The Fortune 500 company played coy yesterday. Unisys vice president Lawrence Wieser told the ZBA that his company might try to find a tenant to take over its 10-year lease in the building at 16th and Chestnut streets if it didn't get to hang its logos.
Mayor Nutter, in Denver for the Democratic National Convention, contacted the company after the ZBA's unanimous vote. He hopes the company will push forward with its relocation from Blue Bell, Montgomery County, even without the logos.
"The city is bigger than that and I think Unisys is bigger than that," said Nutter, who strongly supported the company's request. "They're still very positive about Philadelphia. We still have a more than great shot at having Unisys in Philadelphia."
Unisys spokesman Jim Kerr said after the vote that his company has held off on office renovations at Two Liberty Place and won't be ready to move in when the lease starts in January.
Nutter's administration values the corporate presence because it would bring more than 220 jobs with an average salary of $186,000 and position the city as a place where high-tech firms can recruit skilled workers and show off to international customers.
The proposed logos on the 58-story building's east and west facades would have far exceeded what the city's code allows for sign size and height. The company, which needed to prove a "hardship" would exist for the building without the logos, said it could still use the office space.
"We recognize and support the efforts to grow, develop and attract business to our city," ZBA chairwoman Susan Jaffe read from a statement written by the board before the vote. "Although there are currently efforts under way to amend the zoning code, the role of the board is to enforce the current zoning code."
Logo opponents included the developers who recently converted the building's top 19 floors into high-end condos and residents who bought homes there, along with Cigna, the largest corporate tenant in Two Liberty Place.

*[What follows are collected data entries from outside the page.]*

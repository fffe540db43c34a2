//! Contact section: contact methods, the form, and background delivery of submissions

use super::App;
use crate::content::{ContactMethod, CONTACT_INTRO, CONTACT_METHODS};
use crate::error::{SubmitError, SubmitRejected};
use crate::theme;
use crate::types::{FormDraft, FormField};
use crate::ui::components::{icon_badge, section_heading};
use eframe::egui;
use egui_phosphor::regular as icons;
use tokio_util::sync::CancellationToken;
use tracing::{debug, info, warn};

/// POST the draft as a urlencoded form and treat any non-2xx as a rejection.
async fn post_submission(
    client: &reqwest::Client,
    endpoint: &str,
    draft: &FormDraft,
) -> Result<(), SubmitError> {
    let response = client
        .post(endpoint)
        .header(reqwest::header::ACCEPT, "application/json")
        .form(draft)
        .send()
        .await?;
    let status = response.status();
    if status.is_success() {
        Ok(())
    } else {
        Err(SubmitError::Rejected(status))
    }
}

/// Deliver one submission, giving up as soon as `token` is cancelled.
async fn deliver(
    client: reqwest::Client,
    endpoint: String,
    draft: FormDraft,
    token: CancellationToken,
) {
    let result = tokio::select! {
        _ = token.cancelled() => Err(SubmitError::Cancelled),
        result = post_submission(&client, &endpoint, &draft) => result,
    };
    match result {
        Ok(()) => info!(endpoint = %endpoint, "Contact form delivered"),
        Err(SubmitError::Cancelled) => debug!("Contact form delivery cancelled"),
        Err(e) => warn!(error = %e, endpoint = %endpoint, "Contact form delivery failed"),
    }
}

impl App {
    /// Hand a submission to the runtime. The outcome is only logged.
    pub(crate) fn spawn_submission(&self, draft: FormDraft) {
        let client = self.http.clone();
        let endpoint = self.settings.form_endpoint.clone();
        let token = self.cancel_token.clone();
        self.runtime.spawn(deliver(client, endpoint, draft, token));
    }

    /// Fire the post-submit reset when due and schedule a repaint for its deadline.
    pub(crate) fn poll_contact(&mut self, ctx: &egui::Context, now: f64) {
        self.contact.poll(now);
        if let Some(remaining) = self.contact.time_until_reset(now) {
            ctx.request_repaint_after(remaining);
        }
    }

    fn submit_contact(&mut self, now: f64) {
        match self.contact.submit(now) {
            Ok(draft) => {
                info!(subject = %draft.subject, "Contact form submitted");
                self.contact_missing.clear();
                self.spawn_submission(draft);
            }
            Err(SubmitRejected::MissingFields(fields)) => {
                let keys: Vec<&str> = fields.iter().map(|f| f.key()).collect();
                debug!(missing = ?keys, "Contact form incomplete");
                self.contact_missing = fields;
            }
            Err(e) => debug!(error = %e, "Contact form submit ignored"),
        }
    }

    pub(crate) fn render_contact(&mut self, ui: &mut egui::Ui, now: f64) {
        section_heading(ui, "Let's", "Connect", CONTACT_INTRO);

        ui.columns(2, |cols| {
            render_methods(&mut cols[0]);
            theme::card_frame().show(&mut cols[1], |ui| {
                if self.contact.is_submitted() {
                    render_success(ui);
                } else {
                    self.render_form(ui, now);
                }
            });
        });
    }

    fn render_form(&mut self, ui: &mut egui::Ui, now: f64) {
        ui.label(
            egui::RichText::new("Send a Message")
                .size(theme::FONT_TITLE + 2.0)
                .strong()
                .color(theme::TEXT_PRIMARY),
        );
        ui.add_space(theme::SPACING_LG);

        let mut enter_pressed = false;
        for field in FormField::ALL {
            ui.label(
                egui::RichText::new(field.label())
                    .size(theme::FONT_LABEL)
                    .strong()
                    .color(theme::TEXT_SECONDARY),
            );
            ui.add_space(theme::SPACING_SM);

            let focused = self.contact.focused == Some(field);
            let missing = self.contact_missing.contains(&field);
            let mut frame = theme::input_frame(focused);
            if missing {
                frame = frame.stroke(egui::Stroke::new(theme::STROKE_MEDIUM, theme::STATUS_ERROR));
            }

            let mut value = self.contact.draft.field(field).to_owned();
            let response = frame
                .show(ui, |ui| {
                    let edit = if field == FormField::Message {
                        egui::TextEdit::multiline(&mut value).desired_rows(5)
                    } else {
                        egui::TextEdit::singleline(&mut value)
                    };
                    ui.add(
                        edit.frame(false)
                            .hint_text(field.placeholder())
                            .desired_width(f32::INFINITY)
                            .font(egui::FontId::proportional(theme::FONT_BODY))
                            .text_color(theme::TEXT_PRIMARY),
                    )
                })
                .inner;

            if response.changed() {
                self.contact.set_field(field, value);
                self.contact_missing.retain(|f| *f != field);
            }
            if response.gained_focus() {
                self.contact.focused = Some(field);
            } else if response.lost_focus() && focused {
                self.contact.focused = None;
                enter_pressed |= field != FormField::Message
                    && ui.input(|i| i.key_pressed(egui::Key::Enter));
            }
            ui.add_space(theme::SPACING_MD + 4.0);
        }

        if !self.contact_missing.is_empty() {
            ui.label(
                egui::RichText::new("Please fill in every field.")
                    .size(theme::FONT_SMALL)
                    .color(theme::STATUS_ERROR),
            );
            ui.add_space(theme::SPACING_SM);
        }

        ui.add_space(theme::SPACING_MD);
        let send = ui.add_sized(
            [ui.available_width(), 48.0],
            theme::button_accent(format!("{}  Send Message", icons::PAPER_PLANE_TILT)),
        );
        if send.clicked() || enter_pressed {
            self.submit_contact(now);
        }
    }
}

fn render_methods(ui: &mut egui::Ui) {
    ui.label(
        egui::RichText::new("Get in Touch")
            .size(theme::FONT_TITLE + 2.0)
            .strong()
            .color(theme::TEXT_PRIMARY),
    );
    ui.add_space(theme::SPACING_LG);
    for method in &CONTACT_METHODS {
        contact_method(ui, method);
        ui.add_space(theme::SPACING_MD);
    }
}

fn contact_method(ui: &mut egui::Ui, method: &ContactMethod) {
    let response = theme::card_frame()
        .inner_margin(egui::Margin::same(16))
        .show(ui, |ui| {
            ui.horizontal(|ui| {
                icon_badge(ui, method.icon, method.accent, 44.0);
                ui.add_space(theme::SPACING_SM);
                ui.vertical(|ui| {
                    ui.label(
                        egui::RichText::new(method.title)
                            .size(theme::FONT_BODY)
                            .strong()
                            .color(theme::TEXT_PRIMARY),
                    );
                    ui.label(
                        egui::RichText::new(method.value)
                            .size(theme::FONT_LABEL)
                            .color(theme::TEXT_MUTED),
                    );
                });
            });
        })
        .response;

    let Some(link) = method.link else {
        return;
    };
    let response = response
        .interact(egui::Sense::click())
        .on_hover_cursor(egui::CursorIcon::PointingHand)
        .on_hover_text(link);
    if response.clicked() {
        if let Err(e) = open::that(link) {
            warn!(error = %e, link, "Failed to open contact link");
        }
    }
}

fn render_success(ui: &mut egui::Ui) {
    ui.vertical_centered(|ui| {
        ui.add_space(theme::SPACING_XL * 2.0);
        let (rect, _) = ui.allocate_exact_size(egui::vec2(80.0, 80.0), egui::Sense::hover());
        ui.painter()
            .circle_filled(rect.center(), 40.0, theme::STATUS_SUCCESS);
        ui.painter().text(
            rect.center(),
            egui::Align2::CENTER_CENTER,
            icons::CHECK_CIRCLE,
            egui::FontId::proportional(48.0),
            theme::TEXT_PRIMARY,
        );
        ui.add_space(theme::SPACING_XL);
        ui.label(
            egui::RichText::new("Message Sent!")
                .size(theme::FONT_TITLE + 2.0)
                .strong()
                .color(theme::TEXT_PRIMARY),
        );
        ui.label(
            egui::RichText::new("Thank you for reaching out. I'll get back to you soon!")
                .size(theme::FONT_BODY)
                .color(theme::TEXT_MUTED),
        );
        ui.add_space(theme::SPACING_XL * 2.0);
    });
}
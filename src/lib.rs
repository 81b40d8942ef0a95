//! This crate builds optimal Binary Search Trees (BSTs): given a fixed set of
//! keys and how likely each search is, it picks the tree shape that makes
//! searches cheapest on average.
//!
//! ## Binary Search Tree
//!
//! A Binary Search Tree is a data structure supporting operations to find
//! stored records by key. BSTs are typically defined recursively using the
//! notion of a `Node`. A `Node` will typically store some sort of key (and a
//! value associated with it) and will sometimes have child `Node`s. The most
//! important invariants of a BST are:
//!
//! 1. For every `Node` in a BST, all the `Node`s in its left subtree have a
//!    key less than its own key.
//! 2. For every `Node` in a BST, all the `Node`s in its right subtree have a
//!    key greater than its own key.
//!
//! > Note that some `Node`s have no children. These `Node`s are called "leaf nodes".
//!
//! ## Optimal Binary Search Tree
//!
//! Many differently shaped BSTs hold the same keys. A search costs one
//! comparison per level it descends, so how much a shape costs depends on
//! which keys are searched for most. A search can also miss, looking for a
//! key that falls between two stored keys (or before the first or after the
//! last). A miss costs one comparison more than the node it falls off of.
//!
//! Given the probability of searching for each key and of each kind of miss,
//! [`optimal::build`] finds the shape with the lowest expected cost. Keys that
//! are searched for often end up near the root.
//!
//! ```
//! use optbst::optimal;
//!
//! let tree = optimal::build(
//!     vec!["apple", "banana", "cherry"],
//!     vec![1, 2, 3],
//!     &[0.6, 0.1, 0.1],
//!     &[0.05, 0.05, 0.05, 0.05],
//! )
//! .unwrap();
//!
//! assert_eq!(tree.root(), Some((&"apple", &1)));
//! assert_eq!(tree.find(&"cherry"), Some(&3));
//! assert_eq!(tree.find(&"durian"), None);
//! ```

#![deny(missing_docs, clippy::clone_on_ref_ptr)]

pub mod error;
pub mod optimal;
pub mod tree;
pub mod validate;

pub use error::InvalidInput;
pub use optimal::{build, build_from, build_with_cost, RawData};
pub use tree::Tree;
use optbst::{build_with_cost, InvalidInput, Tree};

use crate::Distribution;

/// Builds the tree for a distribution, which is always valid input.
fn build_tree(d: &Distribution) -> (Tree<i32, String>, f64) {
    build_with_cost(d.keys(), d.values(), &d.key_probs(), &d.miss_probs()).unwrap()
}

/// The cheapest cost of any tree over keys `lo..hi` whose root sits at
/// `depth`, found by trying every shape.
fn brute_force_cost(p: &[f64], q: &[f64], lo: usize, hi: usize, depth: f64) -> f64 {
    if lo == hi {
        return q[lo] * depth;
    }

    (lo..hi)
        .map(|r| {
            p[r] * depth
                + brute_force_cost(p, q, lo, r, depth + 1.0)
                + brute_force_cost(p, q, r + 1, hi, depth + 1.0)
        })
        .fold(f64::INFINITY, f64::min)
}

/// The cost of the cheapest tree over keys `lo..hi`, measured from its own
/// root. Pushing a tree down a level adds its total probability.
fn relative_cost(p: &[f64], q: &[f64], lo: usize, hi: usize) -> f64 {
    if lo == hi {
        return q[lo];
    }

    let total: f64 = p[lo..hi].iter().chain(&q[lo..=hi]).sum();
    (lo..hi)
        .map(|r| total + relative_cost(p, q, lo, r) + relative_cost(p, q, r + 1, hi))
        .fold(f64::INFINITY, f64::min)
}

/// The pre-order keys of the cheapest tree over `lo..hi`, picking the
/// smallest root whenever several are equally cheap. `None` marks a leaf.
fn expected_shape(p: &[f64], q: &[f64], lo: usize, hi: usize) -> Vec<Option<i32>> {
    if lo == hi {
        return vec![None];
    }

    let cost_with_root =
        |r: usize| relative_cost(p, q, lo, r) + relative_cost(p, q, r + 1, hi);
    let best = (lo..hi)
        .map(cost_with_root)
        .fold(f64::INFINITY, f64::min);
    let root = (lo..hi)
        .find(|&r| cost_with_root(r) == best)
        .expect("non-empty range has a root");

    let mut shape = vec![Some(root as i32 * 2)];
    shape.extend(expected_shape(p, q, lo, root));
    shape.extend(expected_shape(p, q, root + 1, hi));
    shape
}

fn pre_order(tree: &Tree<i32, String>) -> Vec<Option<i32>> {
    match tree.node() {
        None => vec![None],
        Some(n) => {
            let mut keys = vec![Some(*n.key())];
            keys.extend(pre_order(n.left()));
            keys.extend(pre_order(n.right()));
            keys
        }
    }
}

#[quickcheck]
fn cost_is_minimal(d: Distribution) -> bool {
    let (_tree, cost) = build_tree(&d);
    let (p, q) = (d.key_probs(), d.miss_probs());

    (cost - brute_force_cost(&p, &q, 0, p.len(), 1.0)).abs() < 1e-9
}

#[quickcheck]
fn cost_matches_tree(d: Distribution) -> bool {
    let (tree, cost) = build_tree(&d);

    tree.weighted_path_length(&d.key_probs(), &d.miss_probs()) == Ok(cost)
}

#[quickcheck]
fn ties_pick_smallest_root(d: Distribution) -> bool {
    let (tree, _cost) = build_tree(&d);
    let (p, q) = (d.key_probs(), d.miss_probs());

    pre_order(&tree) == expected_shape(&p, &q, 0, p.len())
}

#[quickcheck]
fn contains(d: Distribution) -> bool {
    let (tree, _cost) = build_tree(&d);

    d.keys()
        .iter()
        .zip(d.values())
        .all(|(k, v)| tree.find(k) == Some(&v))
}

#[quickcheck]
fn contains_not(d: Distribution, nots: Vec<i32>) -> bool {
    let (tree, _cost) = build_tree(&d);
    let keys = d.keys();

    nots.iter()
        .filter(|x| !keys.contains(*x))
        .all(|x| tree.find(x).is_none() && !tree.contains_key(x))
}

#[quickcheck]
fn iterates_in_order(d: Distribution) -> bool {
    let (tree, _cost) = build_tree(&d);
    let expected: Vec<(i32, String)> = d.keys().into_iter().zip(d.values()).collect();
    let collect = |tree: &Tree<i32, String>| {
        tree.iter()
            .map(|(k, v)| (*k, v.clone()))
            .collect::<Vec<_>>()
    };

    // A second pass starts from the beginning again.
    collect(&tree) == expected && collect(&tree) == expected
}

#[quickcheck]
fn deterministic(d: Distribution) -> bool {
    build_tree(&d).0 == build_tree(&d).0
}

#[quickcheck]
fn rejects_scaled_probabilities(d: Distribution) -> bool {
    let halve = |probs: Vec<f64>| probs.into_iter().map(|p| p / 2.0).collect::<Vec<_>>();
    let result = build_with_cost(
        d.keys(),
        d.values(),
        &halve(d.key_probs()),
        &halve(d.miss_probs()),
    );

    result == Err(InvalidInput::ProbabilityTotal { total: 0.5 })
}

They raised concerns that the giant red letters would reflect back into the building from low-hanging clouds and from the surfaces of nearby buildings. The developers also worked to change the perception of Two Liberty Place from just an office building, according to Richard Oller, a consultant hired for that purpose.
"People do not want to live in an office building," said Oller, who bought the condo that would have been above the "I" in one of the Unisys signs. "They don't want to live in the Unisys building."
The developer, The Falcone Group of Boca Raton, Fla., now hopes to put the dispute to rest.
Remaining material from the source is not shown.